Sabtu, 11 Februari 2012

akad nikah


BAB I
PENDAHULUAN

Perkawinan adalah satu aqad yang memberikan hukum kebolehan mengadakan hubungan keluarga (suami-istri) di antara laki-laki dan perempuan yaitu keluarga yang sakinah mawadah warrohmah. Dalam hubungan keluarga ini suami dan istri mempunyai hak dan kewajiban masing-masing yang harus diamalkan sesuai syari’at. Pernikahan sangat dianjurkan bagi setiap manusia yang hidup di dunia, ini berdasarkan firman Allah dalam surat An-Nisa’ ayat 3.
Jadi pernikahan atau perkawinan itu menghalalkan hubungan antara laki-laki dan perempuan yang bukan muhrim-nya. pernikahan dapat dikatakan sah menurut hukum apabila memenuhi beberapa rukun-rukun dan syarat-syarat perkawinan atau pernikahan.
Adapun macam-macam rukun dan syarat perkawinan akan diuraikan lebih jelas dalam pembahasan. Dalam pembahasan nanti penulis juga akan menambahkan bentuk shighat dalam pernikahan, yang dapat menjadi pedoman kita semua dalam kehidupan.














BAB II
PEMBAHASAN

A.    Pengertian Pernikahan
Menurut W.J.S. Poerwadarminto, Perkawinan berasal dari kata “kawin” yang mempunyai arti sama dengan nikah, dalam makna kata itu mendapatkan awalan pe- dan akhiran –an, sehingga mempunyai arti: perjodohan laki-laki dan perempuan menjadi suami-isteri.[1]
Menurut Moch. Anwar dalam bukunya Fiqih Islam menerangkan, bahwa arti nikah menurut bahasa, ialah bercampur. Arti nikah menurut istilah ilmu fiqih, ialah akad antara seorang calon suami dengan seorang wali nikah yang menjamin halalnya bersetubuh antara isteri dan suaminya dengan kalimat atau kawin.[2]
Menurut Sulaiman Rasjid dalam bukunya Fiqh Islam menerangkan, bahwa Ta’rif pernikahan ialah aqad yang menghalalkan pergaulan dan membatasi hak dan kewajiban serta tolong-menolong, antara seorang laki-laki dan seorang perempuan yang bukan mahram.[3]
Pasal 1 Undang-Undang Nomor 1 tahun 1974 menerangkan, bahwa Pernikahan adalah ikatan lahir batin antara seorang pria dengan seorang wanita sebagai suami-isteri dengan tujuan membentuk keluarga (rumah tangga) yang bahagia dan kekal berdasarkan Ketuhanan Yang Maha Esa.[4]

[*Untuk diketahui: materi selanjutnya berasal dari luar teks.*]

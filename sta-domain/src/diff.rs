//! Differential change computation.
//!
//! Compares an old and a new snapshot of the same entity after an update and
//! returns the canonical names of the fields that changed. The result drives
//! selective notification payloads; it is a best-effort side channel and must
//! never block the write path, so internal failures degrade to a partial
//! change set instead of propagating.

use crate::ChangeSet;
use serde_json::Value;
use sta_model::{fields, Entity};
use thiserror::Error;
use tracing::warn;

#[derive(Debug, Error)]
enum DiffError {
    #[error("malformed '{field}' value on old snapshot")]
    MalformedValue { field: &'static str },
}

/// Computes the set of changed field names between two snapshots.
///
/// Comparison rules:
/// - a field is reported only when **both** snapshots carry a value and the
///   values differ, so a field absent on the old snapshot is never reported,
///   even if the new snapshot sets it;
/// - composite time windows (phenomenon/result time start+end) collapse to
///   a single tag;
/// - mismatched or extension entity kinds yield an empty set;
/// - an internal comparison failure is logged and whatever was accumulated
///   so far is returned.
#[must_use]
pub fn compute_difference_map(old: &Entity, new: &Entity) -> ChangeSet {
    let mut changed = ChangeSet::new();
    if let Err(err) = compare_into(old, new, &mut changed) {
        warn!(
            "Change diff for {} {} aborted, returning partial change set: {}",
            old.kind(),
            old.id(),
            err
        );
    }
    changed
}

fn compare_into(old: &Entity, new: &Entity, out: &mut ChangeSet) -> Result<(), DiffError> {
    match (old, new) {
        (Entity::Thing(o), Entity::Thing(n)) => {
            scalar(out, fields::NAME, &o.name, &n.name);
            scalar(out, fields::DESCRIPTION, &o.description, &n.description);
            optional(out, fields::PROPERTIES, o.properties.as_ref(), n.properties.as_ref());
        }
        (Entity::Location(o), Entity::Location(n)) => {
            scalar(out, fields::NAME, &o.name, &n.name);
            scalar(out, fields::DESCRIPTION, &o.description, &n.description);
            scalar(out, fields::ENCODING_TYPE, &o.encoding_type, &n.encoding_type);
            geometry(out, fields::LOCATION, Some(&o.location), Some(&n.location))?;
        }
        (Entity::HistoricalLocation(o), Entity::HistoricalLocation(n)) => {
            scalar(out, fields::TIME, &o.time, &n.time);
        }
        (Entity::Datastream(o), Entity::Datastream(n)) => {
            scalar(out, fields::NAME, &o.name, &n.name);
            scalar(out, fields::DESCRIPTION, &o.description, &n.description);
            scalar(out, fields::OBSERVATION_TYPE, &o.observation_type, &n.observation_type);
            scalar(
                out,
                fields::UNIT_OF_MEASUREMENT,
                &o.unit_of_measurement,
                &n.unit_of_measurement,
            );
            optional(out, fields::PROPERTIES, o.properties.as_ref(), n.properties.as_ref());
            // Start/end pairs collapse to one tag each.
            optional(
                out,
                fields::PHENOMENON_TIME,
                o.phenomenon_time.as_ref(),
                n.phenomenon_time.as_ref(),
            );
            optional(out, fields::RESULT_TIME, o.result_time.as_ref(), n.result_time.as_ref());
            geometry(
                out,
                fields::OBSERVED_AREA,
                o.observed_area.as_ref(),
                n.observed_area.as_ref(),
            )?;
        }
        (Entity::Sensor(o), Entity::Sensor(n)) => {
            scalar(out, fields::NAME, &o.name, &n.name);
            scalar(out, fields::DESCRIPTION, &o.description, &n.description);
            scalar(out, fields::ENCODING_TYPE, &o.encoding_type, &n.encoding_type);
            scalar(out, fields::METADATA, &o.metadata, &n.metadata);
        }
        (Entity::ObservedProperty(o), Entity::ObservedProperty(n)) => {
            scalar(out, fields::NAME, &o.name, &n.name);
            scalar(out, fields::DESCRIPTION, &o.description, &n.description);
            scalar(out, fields::DEFINITION, &o.definition, &n.definition);
        }
        (Entity::Observation(o), Entity::Observation(n)) => {
            optional(
                out,
                fields::PHENOMENON_TIME,
                o.phenomenon_time.as_ref(),
                n.phenomenon_time.as_ref(),
            );
            optional(out, fields::RESULT_TIME, o.result_time.as_ref(), n.result_time.as_ref());
            optional(out, fields::VALID_TIME, o.valid_time.as_ref(), n.valid_time.as_ref());
        }
        (Entity::FeatureOfInterest(o), Entity::FeatureOfInterest(n)) => {
            scalar(out, fields::NAME, &o.name, &n.name);
            scalar(out, fields::DESCRIPTION, &o.description, &n.description);
            scalar(out, fields::ENCODING_TYPE, &o.encoding_type, &n.encoding_type);
            geometry(out, fields::FEATURE, Some(&o.feature), Some(&n.feature))?;
        }
        // Mismatched pairs and extension kinds: no tags.
        _ => {}
    }
    Ok(())
}

fn scalar<T: PartialEq>(out: &mut ChangeSet, field: &'static str, old: &T, new: &T) {
    if old != new {
        out.insert(field);
    }
}

/// Old-null asymmetry: both sides must be materialized for a change to
/// register.
fn optional<T: PartialEq>(
    out: &mut ChangeSet,
    field: &'static str,
    old: Option<&T>,
    new: Option<&T>,
) {
    if let (Some(o), Some(n)) = (old, new) {
        if o != n {
            out.insert(field);
        }
    }
}

/// Geometry payloads must be GeoJSON objects; anything else on the old
/// snapshot aborts the diff.
fn geometry(
    out: &mut ChangeSet,
    field: &'static str,
    old: Option<&Value>,
    new: Option<&Value>,
) -> Result<(), DiffError> {
    let (Some(o), Some(n)) = (old, new) else {
        return Ok(());
    };
    if !o.is_object() {
        return Err(DiffError::MalformedValue { field });
    }
    if o != n {
        out.insert(field);
    }
    Ok(())
}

B.     Dasar Hukum Pernikahan
Dalam Al-Qur'an dinyatakan bahwa hidup berpasang-pasangan, hidup berjodoh-jodoh adalah naluri segala makhluk Allah, termasuk manusia. Adapun dasar hukum pernikahan secara jelas tercantum dalam Al-Qur'an surat Adz-Dzariyat ayat 49 :
Artinya:
“Dan segala sesuatu Kami ciptakan berpasang-pasangan supaya kamu mengingat akan kebesaran Allah”. (QS. Adz-Dzariyat : 49)[5]

Dalam Al-Qur'an surat Yasin ayat 36 dinyatakan:
Artinya:
“Maha Maha Suci Tuhan yang telah menciptakan pasangan-pasangan semuanya, baik dari apa yang ditumbuhkan oleh bumi dan dari diri mereka maupun dari apa yang tidak mereka ketahui”. (QS. Yasin : 36).[6]

Islam mengatur manusia dalam hidup berjodoh-jodohan itu dengan melalui jenjang pernikahan yang ketentuannya dirumuskan dengan wujud aturan-aturan yang disebut hukum pernikahan dalam Islam. Dalam hadits yang diriwayatkan oleh Abu Dawud, Nabi SAW bersabda :
مَنْ تَرَ كَ ا لتَّزْ وِ يْجَ مَخَا فَةَ ا لْعَا لَةِ فَلَيْسَ مِنّىِ . ( ر و ا ه بى د ا و د )
Artinya:
Barang siapa yang tidak mau kawin karena takut menjadi miskin (takut membiayainya), maka ia bukan umatku.[7]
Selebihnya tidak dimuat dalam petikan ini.